▶ What you need to do:
The answer must consist only of the lines from the line with "fn value_strategy() ->" to the line with "fn deep_enough_matches_structural_equality(a in", both included, exactly as they stand below.

Saved data entries

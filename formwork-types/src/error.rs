//! Error types for schema compilation and runtime operations.

use crate::Record;
use serde::{Deserialize, Serialize};
use std::collections::BTreeMap;
use std::fmt;
use thiserror::Error;

/// Result type for schema construction.
pub type SchemaResult<T> = Result<T, SchemaDefinitionError>;

/// Top-level message attached to every error produced by the engine.
#[derive(Debug, Clone, Copy, PartialEq, Eq, Hash, Serialize, Deserialize)]
#[serde(rename_all = "SCREAMING_SNAKE_CASE")]
pub enum ErrorMessage {
    /// Input to an operation was not a plain object.
    InvalidData,
    /// The schema definition was rejected at construction time.
    InvalidSchema,
    /// An update produced no effective change.
    NothingToUpdate,
    /// One or more fields failed validation.
    ValidationError,
}

impl ErrorMessage {
    /// Returns the wire representation (e.g. `"NOTHING_TO_UPDATE"`).
    #[must_use]
    pub const fn as_str(&self) -> &'static str {
        match self {
            Self::InvalidData => "INVALID_DATA",
            Self::InvalidSchema => "INVALID_SCHEMA",
            Self::NothingToUpdate => "NOTHING_TO_UPDATE",
            Self::ValidationError => "VALIDATION_ERROR",
        }
    }
}

impl fmt::Display for ErrorMessage {
    fn fmt(&self, f: &mut fmt::Formatter<'_>) -> fmt::Result {
        f.write_str(self.as_str())
    }
}

/// Why a single field failed.
#[derive(Debug, Clone, Default, PartialEq, Serialize, Deserialize)]
pub struct FieldError {
    pub reasons: Vec<String>,
    #[serde(default, skip_serializing_if = "Option::is_none")]
    pub metadata: Option<Record>,
}

impl FieldError {
    /// A failure with a single reason.
    pub fn new(reason: impl Into<String>) -> Self {
        Self {
            reasons: vec![reason.into()],
            metadata: None,
        }
    }

    /// A failure with several reasons. Duplicates are collapsed.
    pub fn with_reasons<I, S>(reasons: I) -> Self
    where
        I: IntoIterator<Item = S>,
        S: Into<String>,
    {
        let mut error = Self::default();
        for reason in reasons {
            error.push_reason(reason.into());
        }
        error
    }

    /// Attaches metadata.
    #[must_use]
    pub fn metadata(mut self, metadata: Record) -> Self {
        self.metadata = Some(metadata);
        self
    }

    /// Merges another failure for the same field into this one.
    ///
    /// Reasons are appended without duplication; metadata objects are
    /// shallow-merged with keys from `other` taking precedence.
    pub fn merge(&mut self, other: FieldError) {
        for reason in other.reasons {
            self.push_reason(reason);
        }
        if let Some(incoming) = other.metadata {
            self.metadata.get_or_insert_with(Record::new).extend(incoming);
        }
    }

    fn push_reason(&mut self, reason: String) {
        if !self.reasons.contains(&reason) {
            self.reasons.push(reason);
        }
    }
}

/// Field key → failure, as carried by runtime errors.
pub type ErrorPayload = BTreeMap<String, FieldError>;

/// The error produced by [`DefaultErrorTool`](crate::DefaultErrorTool).
#[derive(Debug, Clone, PartialEq, Error, Serialize, Deserialize)]
#[error("{message}")]
pub struct OperationError {
    pub message: ErrorMessage,
    pub payload: ErrorPayload,
}

impl OperationError {
    /// An error with an empty payload.
    pub fn new(message: ErrorMessage) -> Self {
        Self {
            message,
            payload: ErrorPayload::new(),
        }
    }

    /// Returns the failure recorded for `field`, if any.
    pub fn field(&self, field: &str) -> Option<&FieldError> {
        self.payload.get(field)
    }

    /// Returns the reasons recorded for `field` (empty if none).
    pub fn reasons(&self, field: &str) -> &[String] {
        self.payload
            .get(field)
            .map(|e| e.reasons.as_slice())
            .unwrap_or(&[])
    }

    pub fn is_invalid_data(&self) -> bool {
        self.message == ErrorMessage::InvalidData
    }

    pub fn is_nothing_to_update(&self) -> bool {
        self.message == ErrorMessage::NothingToUpdate
    }

    pub fn is_validation_error(&self) -> bool {
        self.message == ErrorMessage::ValidationError
    }
}

/// A schema definition was rejected.
///
/// Always fatal: returned from schema construction regardless of the
/// schema's `errors` option. The payload maps each offending property (or
/// option name) to every message recorded against it.
#[derive(Debug, Clone, PartialEq, Eq, Error)]
#[error("{}: {} field(s) rejected", ErrorMessage::InvalidSchema, .payload.len())]
pub struct SchemaDefinitionError {
    pub payload: BTreeMap<String, Vec<String>>,
}

impl SchemaDefinitionError {
    /// Returns the messages recorded for `field` (empty if none).
    pub fn reasons(&self, field: &str) -> &[String] {
        self.payload.get(field).map(Vec::as_slice).unwrap_or(&[])
    }

    /// Returns true if `field` has a message containing `needle`.
    pub fn mentions(&self, field: &str, needle: &str) -> bool {
        self.reasons(field).iter().any(|m| m.contains(needle))
    }
}
use formwork_model::is_equal;
use proptest::prelude::*;
use serde_json::{json, Value};

// ── Scalars and shape ────────────────────────────────────────────

#[test]
fn scalars_compare_strictly() {
    assert!(is_equal(&json!(1), &json!(1), 0));
    assert!(!is_equal(&json!(1), &json!("1"), 5));
    assert!(!is_equal(&json!(null), &json!(false), 5));
}

#[test]
fn key_order_does_not_matter() {
    let a: Value = serde_json::from_str(r#"{"x": 1, "y": 2}"#).unwrap();
    let b: Value = serde_json::from_str(r#"{"y": 2, "x": 1}"#).unwrap();
    assert!(is_equal(&a, &b, 0));
}

#[test]
fn different_key_sets_are_never_equal() {
    assert!(!is_equal(&json!({"a": 1}), &json!({"b": 1}), 0));
    assert!(!is_equal(&json!({"a": {"b": 1}}), &json!({"a": {"c": 1}}), 0));
}

#[test]
fn different_array_lengths_are_never_equal() {
    assert!(!is_equal(&json!([1]), &json!([1, 2]), 0));
    assert!(!is_equal(&json!({"a": [1]}), &json!({"a": [1, 1]}), 0));
}

// ── Depth ────────────────────────────────────────────────────────

#[test]
fn depth_zero_compares_top_level_leaves_only() {
    let before = json!({"title": "a", "meta": {"views": 1}});
    assert!(!is_equal(&before, &json!({"title": "b", "meta": {"views": 1}}), 0));
    assert!(is_equal(&before, &json!({"title": "a", "meta": {"views": 2}}), 0));
}

#[test]
fn each_level_of_depth_looks_one_layer_deeper() {
    let before = json!({"a": {"b": {"c": 1}}});
    let after = json!({"a": {"b": {"c": 2}}});
    assert!(is_equal(&before, &after, 0));
    assert!(is_equal(&before, &after, 1));
    assert!(!is_equal(&before, &after, 2));
}

#[test]
fn arrays_recurse_like_objects() {
    let before = json!([{"a": 1}]);
    let after = json!([{"a": 2}]);
    assert!(is_equal(&before, &after, 0));
    assert!(!is_equal(&before, &after, 1));
}

// ── Properties ───────────────────────────────────────────────────

fn value_strategy() -> impl Strategy<Value = Value> {
    let leaf = prop_oneof![
        Just(Value::Null),
        any::<bool>().prop_map(Value::from),
        any::<i32>().prop_map(Value::from),
        "[a-z]{0,6}".prop_map(Value::from),
    ];
    leaf.prop_recursive(3, 24, 4, |inner| {
        prop_oneof![
            prop::collection::vec(inner.clone(), 0..4).prop_map(Value::from),
            prop::collection::btree_map("[a-d]", inner, 0..4)
                .prop_map(|m| Value::Object(m.into_iter().collect())),
        ]
    })
}

proptest! {
    #[test]
    fn equality_is_reflexive(value in value_strategy(), depth in 0usize..4) {
        prop_assert!(is_equal(&value, &value, depth));
    }

    #[test]
    fn equality_is_symmetric(a in value_strategy(), b in value_strategy(), depth in 0usize..4) {
        prop_assert_eq!(is_equal(&a, &b, depth), is_equal(&b, &a, depth));
    }

    #[test]
    fn deep_enough_matches_structural_equality(a in value_strategy(), b in value_strategy()) {
        prop_assert_eq!(is_equal(&a, &b, 8), a == b);
    }

    #[test]
    fn inequality_at_low_depth_implies_inequality_deeper(
        a in value_strategy(),
        b in value_strategy(),
        depth in 0usize..3,
    ) {
        if !is_equal(&a, &b, depth) {
            prop_assert!(!is_equal(&a, &b, depth + 1));
        }
    }
}
//! Declarative object schemas.
//!
//! A [`Schema`] is compiled once from property definitions:
//! - every property is classified into one [`Category`] by the rule table
//! - `dependsOn` edges form an acyclic [dependency graph](Schema::evaluation_order)
//! - aliases map external input keys onto virtual properties
//!
//! Its [`Model`] then runs `create`, `clone`, `update`, `delete` and
//! `validate`. Each call resolves values in dependency order against a fresh
//! context, aggregates failures through an [`ErrorTool`], and returns an
//! [`Outcome`] whose lifecycle handlers run only when the caller asks.
//!
//! ```
//! use formwork_model::{PropertyDefinition, Schema};
//! use serde_json::json;
//!
//! # tokio_test::block_on(async {
//! let schema = Schema::builder()
//!     .property("id", PropertyDefinition::new().constant().value(1))
//!     .property(
//!         "setQuantity",
//!         PropertyDefinition::new()
//!             .as_virtual()
//!             .alias("qty")
//!             .validator(|value, _| value.is_u64()),
//!     )
//!     .property(
//!         "quantity",
//!         PropertyDefinition::new()
//!             .dependent()
//!             .default(0)
//!             .depends_on(["setQuantity"])
//!             .resolver(|s| s.get("setQuantity").cloned().unwrap_or_default()),
//!     )
//!     .build()
//!     .unwrap();
//!
//! let outcome = schema.model().create(json!({ "qty": 12 })).await.unwrap();
//! assert_eq!(outcome.data(), json!({ "id": 1, "quantity": 12 }).as_object());
//! # });
//! ```

mod compiler;
mod context;
mod equality;
mod functions;
mod graph;
mod lifecycle;
mod model;
mod operation;
mod options;
mod property;
mod resolver;
mod rules;
mod schema;
mod strategy;

pub use equality::is_equal;
pub use functions::{
    async_handler_fn, async_resolver_fn, async_validator_fn, handler_fn, resolver_fn,
    validator_fn, Handler, Predicate, Resolver, Validator, ValidatorResponse,
};
pub use lifecycle::Outcome;
pub use model::{CallOptions, CloneOptions, Model, OperationResult};
pub use options::{
    ErrorMode, SchemaOptions, Timestamps, DEFAULT_CREATED_AT, DEFAULT_EQUALITY_DEPTH,
    DEFAULT_UPDATED_AT,
};
pub use property::{Gate, PropertyDefinition, Readonly, Required, Requirement, Setter};
pub use rules::{classify, Category, Keyword};
pub use schema::{Schema, SchemaBuilder};

pub use formwork_types::{
    DefaultErrorTool, ErrorMessage, ErrorPayload, ErrorTool, FieldError, Operation,
    OperationError, Record, SchemaDefinitionError, SchemaResult, Summary,
};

▶ Answer to this problem:
fn value_strategy() -> impl Strategy<Value = Value> {
    let leaf = prop_oneof![
        Just(Value::Null),
        any::<bool>().prop_map(Value::from),
        any::<i32>().prop_map(Value::from),
        "[a-z]{0,6}".prop_map(Value::from),
    ];
    leaf.prop_recursive(3, 24, 4, |inner| {
        prop_oneof![
            prop::collection::vec(inner.clone(), 0..4).prop_map(Value::from),
            prop::collection::btree_map("[a-d]", inner, 0..4)
                .prop_map(|m| Value::Object(m.into_iter().collect())),
        ]
    })
}

proptest! {
    #[test]
    fn equality_is_reflexive(value in value_strategy(), depth in 0usize..4) {
        prop_assert!(is_equal(&value, &value, depth));
    }

    #[test]
    fn equality_is_symmetric(a in value_strategy(), b in value_strategy(), depth in 0usize..4) {
        prop_assert_eq!(is_equal(&a, &b, depth), is_equal(&b, &a, depth));
    }

    #[test]
    fn deep_enough_matches_structural_equality(a in value_strategy(), b in value_strategy()) {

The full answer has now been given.